ANTONINO, MAGDALENA; BIGNANTE, ANAHÍ; MARMO, PAULA; ALFREDO, LORENZO

Carlos Paz

Congreso; XXXIV Reunión Anual SAN 2019; 2019

Sociedad Argentina de Investigación en Neurociencias (SAN)

The amyloid beta (Aβ) deposition in the brain has a key role in the etiology of Alzheimer´s disease. The encounter of amyloid precursor protein (APP) and BACE1 is the most critical event in amyloidogenesis. The factors modulating this event are poorly understood but there is crescent evidence about the importance of endosomal sorting of both proteins. Also, some evidence suggests that Aβ is capable of induces its own production in a feed-forward fashion, but the mechanism is yet unclear. We hypotetized that this mechanism implies a change in the intracellular distribution of APP and BACE1, and that depends on Aβ interaction with APP and its signaling pathway mediates by Go/βγ. We found that treatment with Aβ was able to increase the colocalization of APP and BACE1, in soma and processes of hippocampal neurons.
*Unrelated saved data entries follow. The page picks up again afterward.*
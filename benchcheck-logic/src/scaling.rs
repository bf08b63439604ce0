//! Core-Count Scaling
//!
//! For every (model, batch size) that was measured on a single core and on at
//! least one other core count:
//!
//! - `speedup = mean_throughput(cores) / mean_throughput(1)`
//! - `scaling_efficiency = speedup / cores`
//!
//! A perfectly linear accelerator scores 1.0 at every core count.

use benchcheck_core::{GroupField, MeasurementStore, Metric};
use benchcheck_report::{ScalingPoint, ScalingSeries};
use std::collections::BTreeMap;

/// Scaling series in order of first appearance of each (model, batch size)
pub fn analyze_scaling(store: &MeasurementStore) -> Vec<ScalingSeries> {
    store
        .group_by(&[GroupField::Model, GroupField::BatchSize])
        .into_iter()
        .filter_map(|family| {
            let mut by_cores: BTreeMap<u32, (f64, usize)> = BTreeMap::new();
            for record in &family.records {
                let entry = by_cores.entry(record.cores).or_insert((0.0, 0));
                entry.0 += record.value(Metric::ThroughputFps);
                entry.1 += 1;
            }
            if by_cores.len() < 2 {
                return None;
            }

            let (sum, count) = by_cores.get(&1)?;
            let baseline = sum / *count as f64;

            let points = by_cores
                .iter()
                .map(|(&cores, &(sum, count))| {
                    let mean = sum / count as f64;
                    let speedup = mean / baseline;
                    ScalingPoint {
                        cores,
                        mean_throughput_fps: mean,
                        speedup,
                        scaling_efficiency: speedup / cores as f64,
                    }
                })
                .collect();

            Some(ScalingSeries {
                model: family.key.model.clone()?,
                batch_size: family.key.batch_size?,
                baseline_throughput_fps: baseline,
                points,
            })
        })
        .collect()
}
#![warn(missing_docs)]
//! # BenchCheck
//!
//! Statistical validation of benchmark measurement datasets.
//!
//! BenchCheck takes the raw runs of a hardware benchmark campaign and answers
//! whether the numbers hold up:
//! - **Consistency**: every record's derived efficiency must match
//!   throughput / power, and values must sit inside physical limits; each
//!   record is also scored against expected operating ranges
//! - **Confidence Intervals**: Student-t intervals for every metric of every
//!   `(model, cores, batch_size)` configuration group
//! - **Effect Sizes**: Cohen's d between two groups, refused for groups too
//!   small to have a variance
//! - **Statistical Power**: noncentral-t power and required sample sizes
//! - **Assessment**: peaks, core-count scaling and an overall PASSED/FAILED
//!
//! ## Quick Start
//!
//! ```ignore
//! use benchcheck::prelude::*;
//!
//! let rows: Vec<RawRecord> = load_records(std::path::Path::new("runs.csv"))?;
//! let report = Validator::new(ValidatorOptions::default()).run(rows)?;
//! println!("{}", format_human_output(&report));
//! ```

// Re-export core types
pub use benchcheck_core::{
    CategoryResults, CheckResult, ConfigurationGroup, ConsistencyPolicy, FieldError, GroupField,
    GroupKey, LoadMode, MeasurementRecord, MeasurementStore, Metric, PhysicalLimits,
    PlausibilityRanges, PlausibleRange, RawRecord, Rejection, SchemaError,
};

// Re-export logic types
pub use benchcheck_logic::{
    AssessmentThresholds, CancellationToken, ComparisonRequest, PowerRequest, ValidationError,
    ValidationRequest, ValidationState, Validator, ValidatorOptions, compare_groups,
};

// Re-export report types
pub use benchcheck_report::{
    Assessment, AssessmentStatus, DatasetStatistics, MetricOverview, Outcome, OutputFormat,
    TopConfiguration, ValidationReport, ValidityRates, generate_json_report, parse_json_report,
};

// Re-export stats
pub use benchcheck_stats::{
    EffectSizeEstimate, IntervalEstimate, PowerEstimate, StatsError, SummaryStatistics, cohens_d,
    compute_summary, estimate, estimate_from_summary, power, required_sample_size,
};

// Re-export loading and formatting
pub use benchcheck_cli::{BenchCheckConfig, format_human_output, load_records};

/// Prelude for convenient imports
pub mod prelude {
    pub use crate::{
        GroupKey, Metric, RawRecord, ValidationReport, ValidationRequest, Validator,
        ValidatorOptions, format_human_output, load_records,
    };
}

/// Run the BenchCheck CLI.
///
/// ```ignore
/// fn main() {
///     benchcheck::run().unwrap();
/// }
/// ```
pub use benchcheck_cli::run;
This effect was avoided by a pretreatment with gallein, an inhibitor of βγ complex. Also, we found that this increase occurred in recycling endosomes as both proteins incremented its colocalization with Rab11. Moreover, overexpressing a system of bimolecular fluorescence complementation (APP-Vn /BACE1-Vc) we found an increase in the degree of interaction between both proteins in N2A cell cultures induced by both, oligomeric and fibrilar Aβ. This effect was avoided by a pretreatment with gallein. In conclusion, Aβ induces an increment in the colocalization and interaction of APP and BACE1 in recycling endosomes which is dependent of Go/βγ signalling.